返事が無い事で思い出した。私は現代の家族に、行って来ます、と一声掛けて家を出た。行ってらっしゃい、と家族の声も聞いた。挨拶をした手前、常識的に考えるなら、必ず帰宅して只今と一声掛ける可きである。帰る方法は、未だ解らぬ為、家族に告げる可き帰宅時の一言を、私は胸に仕舞った儘今日に至る。言いたいな、と濡れた目元を拭い野球場を眺めて思った。
凄え今更ですが、此処だけの設定。
ハオは霊視の為に眠る際も騒音が激しくて睡眠の妨げとなっているのでは、と思い、現に原作でも可愛がっているオパチョと寝る描写(廉価版での)が見られませんでした。

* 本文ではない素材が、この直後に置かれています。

use account_connector::cli::Cli;
use clap::Parser;
use tracing_subscriber::EnvFilter;

#[tokio::main]
async fn main() -> anyhow::Result<()> {
    dotenvy::dotenv().ok();

    let cli = Cli::parse();

    let default_level = if cli.debug { "account_connector=debug" } else { "account_connector=warn" };
    tracing_subscriber::fmt()
        .with_env_filter(EnvFilter::try_from_default_env().unwrap_or_else(|_| EnvFilter::new(default_level)))
        .with_writer(std::io::stderr)
        .init();

    if let Err(e) = account_connector::cli::run(cli).await {
        match std::env::var("CLI_VERBOSE").as_deref() {
            Ok("true") | Ok("1") => eprintln!("Error: {e:?}"),
            _ => eprintln!("Error: {e}"),
        }
        std::process::exit(1);
    }

    Ok(())
}
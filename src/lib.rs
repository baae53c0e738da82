pub mod cli;
pub mod config;
pub mod connection;
pub mod connector;
pub mod error;
pub mod filter;
pub mod locator;
pub mod record;
pub mod store;
pub mod translate;

pub use config::{ConfigError, ConnectorConfig};
pub use connection::{ConnectionHandle, ConnectionManager};
pub use connector::AccountConnector;
pub use error::ConnectorError;
pub use filter::FilterData;
pub use record::Record;
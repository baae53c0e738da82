pub mod account;
pub mod auth;
pub mod config;

use crate::config::ConnectorConfig;
use crate::connector::AccountConnector;

pub(crate) fn connector(config: ConnectorConfig) -> anyhow::Result<AccountConnector> {
    Ok(AccountConnector::initialize(config)?)
}
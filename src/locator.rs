//! Conversion between account hrefs and the short ids handed to callers.

use url::Url;

use crate::error::ConnectorError;

/// Rebuild an account href from its id
pub fn record_to_remote_id(base_url: &str, id: &str) -> Result<String, ConnectorError> {
    let id = validate_id(id)?;
    Ok(format!("{}/accounts/{}", base_url.trim_end_matches('/'), id))
}

/// An id must name a single path segment under the accounts collection
pub fn validate_id(id: &str) -> Result<&str, ConnectorError> {
    let id = id.trim();
    if id.is_empty() {
        return Err(ConnectorError::validation("id must not be empty"));
    }
    if id == "." || id == ".." || id.contains(['/', '?', '#', '%']) {
        return Err(ConnectorError::validation(format!("invalid account id '{}'", id)));
    }
    Ok(id)
}

/// Last path segment of an href
pub fn locator_to_id(href: &str) -> Result<String, ConnectorError> {
    let url = Url::parse(href).map_err(|e| ConnectorError::MalformedLocator(format!("{}: {}", href, e)))?;
    url.path_segments()
        .and_then(|segments| segments.filter(|s| !s.is_empty()).last())
        .map(str::to_string)
        .ok_or_else(|| ConnectorError::MalformedLocator(format!("{}: no path segments", href)))
}
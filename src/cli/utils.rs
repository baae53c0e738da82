use anyhow::Context;
use serde_json::{json, Value};
use std::io::Read;

use crate::cli::OutputFormat;
use crate::filter::FilterData;
use crate::record::Record;

/// Output a success message in the appropriate format
pub fn output_success(
    output_format: &OutputFormat,
    message: &str,
    data: Option<Value>,
) -> anyhow::Result<()> {
    match output_format {
        OutputFormat::Json => {
            let mut response = json!({
                "success": true,
                "message": message
            });

            if let (Some(Value::Object(extra)), Some(target)) = (data, response.as_object_mut()) {
                target.extend(extra);
            }

            println!("{}", serde_json::to_string_pretty(&response)?);
        }
        OutputFormat::Text => {
            println!("✓ {}", message);
        }
    }
    Ok(())
}

/// Output an error message in the appropriate format
pub fn output_error(
    output_format: &OutputFormat,
    message: &str,
    error_code: Option<&str>,
) -> anyhow::Result<()> {
    match output_format {
        OutputFormat::Json => {
            let mut response = json!({
                "success": false,
                "error": message
            });

            if let Some(code) = error_code {
                response["error_code"] = json!(code);
            }

            println!("{}", serde_json::to_string_pretty(&response)?);
        }
        OutputFormat::Text => {
            eprintln!("Error: {}", message);
        }
    }
    Ok(())
}

/// Output account records, one line each in text mode
pub fn output_records(output_format: &OutputFormat, records: &[Record]) -> anyhow::Result<()> {
    match output_format {
        OutputFormat::Json => {
            let items: Vec<Value> = records.iter().map(Record::to_json).collect();
            println!("{}", serde_json::to_string_pretty(&json!({ "accounts": items }))?);
        }
        OutputFormat::Text => {
            if records.is_empty() {
                println!("No accounts found");
            }
            for record in records {
                println!("{}", describe_record(record));
            }
        }
    }
    Ok(())
}

pub fn output_record(output_format: &OutputFormat, record: &Record) -> anyhow::Result<()> {
    match output_format {
        OutputFormat::Json => println!("{}", serde_json::to_string_pretty(&record.to_json())?),
        OutputFormat::Text => {
            println!("{}", describe_record(record));
            if let Some(custom_data) = &record.custom_data {
                for (key, value) in custom_data {
                    println!("  {}: {}", key, value);
                }
            }
        }
    }
    Ok(())
}

fn describe_record(record: &Record) -> String {
    let name = [&record.given_name, &record.middle_name, &record.surname]
        .iter()
        .filter_map(|part| part.as_deref())
        .collect::<Vec<_>>()
        .join(" ");
    format!(
        "{}  {}  {}",
        record.id.as_deref().unwrap_or("-"),
        record.email.as_deref().unwrap_or("-"),
        name
    )
}

/// Parse a `--filter` argument; absent means match everything
pub fn parse_filter(filter: Option<&str>) -> anyhow::Result<FilterData> {
    match filter {
        Some(raw) => serde_json::from_str(raw).with_context(|| format!("Invalid filter JSON: {}", raw)),
        None => Ok(FilterData::default()),
    }
}

pub fn read_stdin_json() -> anyhow::Result<Value> {
    let mut input = String::new();
    std::io::stdin()
        .read_to_string(&mut input)
        .context("Failed to read stdin")?;
    serde_json::from_str(&input).context("stdin is not valid JSON")
}

#[cfg(test)]
mod tests {
    use super::*;

    #[test]
    fn parses_filter_argument() {
        let filter = parse_filter(Some(r#"{"where":{"surname":"Lee"},"limit":2}"#)).unwrap();
        assert_eq!(filter.limit, Some(2));
        assert!(parse_filter(None).unwrap().where_clause.is_none());
        assert!(parse_filter(Some("not json")).is_err());
    }

    #[test]
    fn describes_record_on_one_line() {
        let record = Record::from_json(json!({
            "id": "abc",
            "email": "ann@example.com",
            "givenName": "Ann",
            "surname": "Lee"
        }))
        .unwrap();
        assert_eq!(describe_record(&record), "abc  ann@example.com  Ann Lee");
    }
}
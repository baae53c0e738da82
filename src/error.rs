// Connector Error Types
use thiserror::Error;

use crate::config::ConfigError;
use crate::filter::FilterError;
use crate::record::RecordError;
use crate::store::StoreError;

/// Errors surfaced by every connector verb
#[derive(Debug, Error)]
pub enum ConnectorError {
    /// First connect failed: bad credentials or unresolvable application
    #[error("Connection failed: {0}")]
    Connection(String),

    #[error("Not found: {0}")]
    NotFound(String),

    /// Caller input the connector cannot act on
    #[error("Validation failed: {0}")]
    Validation(String),

    #[error("Remote server error ({status}): {message}")]
    RemoteServer { status: u16, message: String },

    #[error("Remote request rejected ({status}): {message}")]
    RemoteClient { status: u16, message: String },

    #[error("Malformed locator: {0}")]
    MalformedLocator(String),

    #[error("Transport error: {0}")]
    Transport(String),

    #[error(transparent)]
    Filter(#[from] FilterError),

    #[error(transparent)]
    Config(#[from] ConfigError),
}

impl ConnectorError {
    pub fn validation(message: impl Into<String>) -> Self {
        ConnectorError::Validation(message.into())
    }

    /// 5xx from the remote store, or no answer at all
    pub fn is_server_error(&self) -> bool {
        matches!(self, ConnectorError::RemoteServer { .. } | ConnectorError::Transport(_))
    }

    pub fn is_not_found(&self) -> bool {
        matches!(self, ConnectorError::NotFound(_))
    }

    /// HTTP status behind the error, when one is known
    pub fn status_code(&self) -> Option<u16> {
        match self {
            ConnectorError::NotFound(_) => Some(404),
            ConnectorError::Validation(_) => Some(400),
            ConnectorError::RemoteServer { status, .. } | ConnectorError::RemoteClient { status, .. } => {
                Some(*status)
            }
            _ => None,
        }
    }

    /// Stable code for machine-readable output
    pub fn error_code(&self) -> &'static str {
        match self {
            ConnectorError::Connection(_) => "CONNECTION_ERROR",
            ConnectorError::NotFound(_) => "NOT_FOUND",
            ConnectorError::Validation(_) => "VALIDATION_ERROR",
            ConnectorError::RemoteServer { .. } => "REMOTE_SERVER_ERROR",
            ConnectorError::RemoteClient { .. } => "REMOTE_CLIENT_ERROR",
            ConnectorError::MalformedLocator(_) => "MALFORMED_LOCATOR",
            ConnectorError::Transport(_) => "TRANSPORT_ERROR",
            ConnectorError::Filter(_) => "INVALID_FILTER",
            ConnectorError::Config(_) => "CONFIG_ERROR",
        }
    }
}

impl From<StoreError> for ConnectorError {
    fn from(err: StoreError) -> Self {
        match err {
            StoreError::NotFound(msg) => ConnectorError::NotFound(msg),
            StoreError::Client { status, message } => ConnectorError::RemoteClient { status, message },
            StoreError::Server { status, message } => ConnectorError::RemoteServer { status, message },
            StoreError::Transport(msg) => ConnectorError::Transport(msg),
            StoreError::Decode(msg) => {
                tracing::warn!("Undecodable response from remote store: {}", msg);
                ConnectorError::Transport(msg)
            }
            StoreError::InvalidConfig(msg) => ConnectorError::Connection(msg),
        }
    }
}

impl From<RecordError> for ConnectorError {
    fn from(err: RecordError) -> Self {
        match err {
            RecordError::InvalidJson(msg) => ConnectorError::Validation(msg),
        }
    }
}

完全版で、葉の心の声が聞こえて中々眠れないみたいに言っていましたので、ハオは普段皆から離れて眠る、とこの物語では前提として書きました。幕屋では仕方ない。
日本上陸後は、まあ、コンセプトの一つなので仕方ないとして、オパチョ(皆)と一緒に寝るようになりました。以上此処だけの設定でした。
出掛ける時の挨拶。しないと何かもやもや。
帰った時の挨拶。此処に居るよ~、という報告。
それが出来なくなった時、凄え寂しい。
家族への挨拶。凄え大事と思う。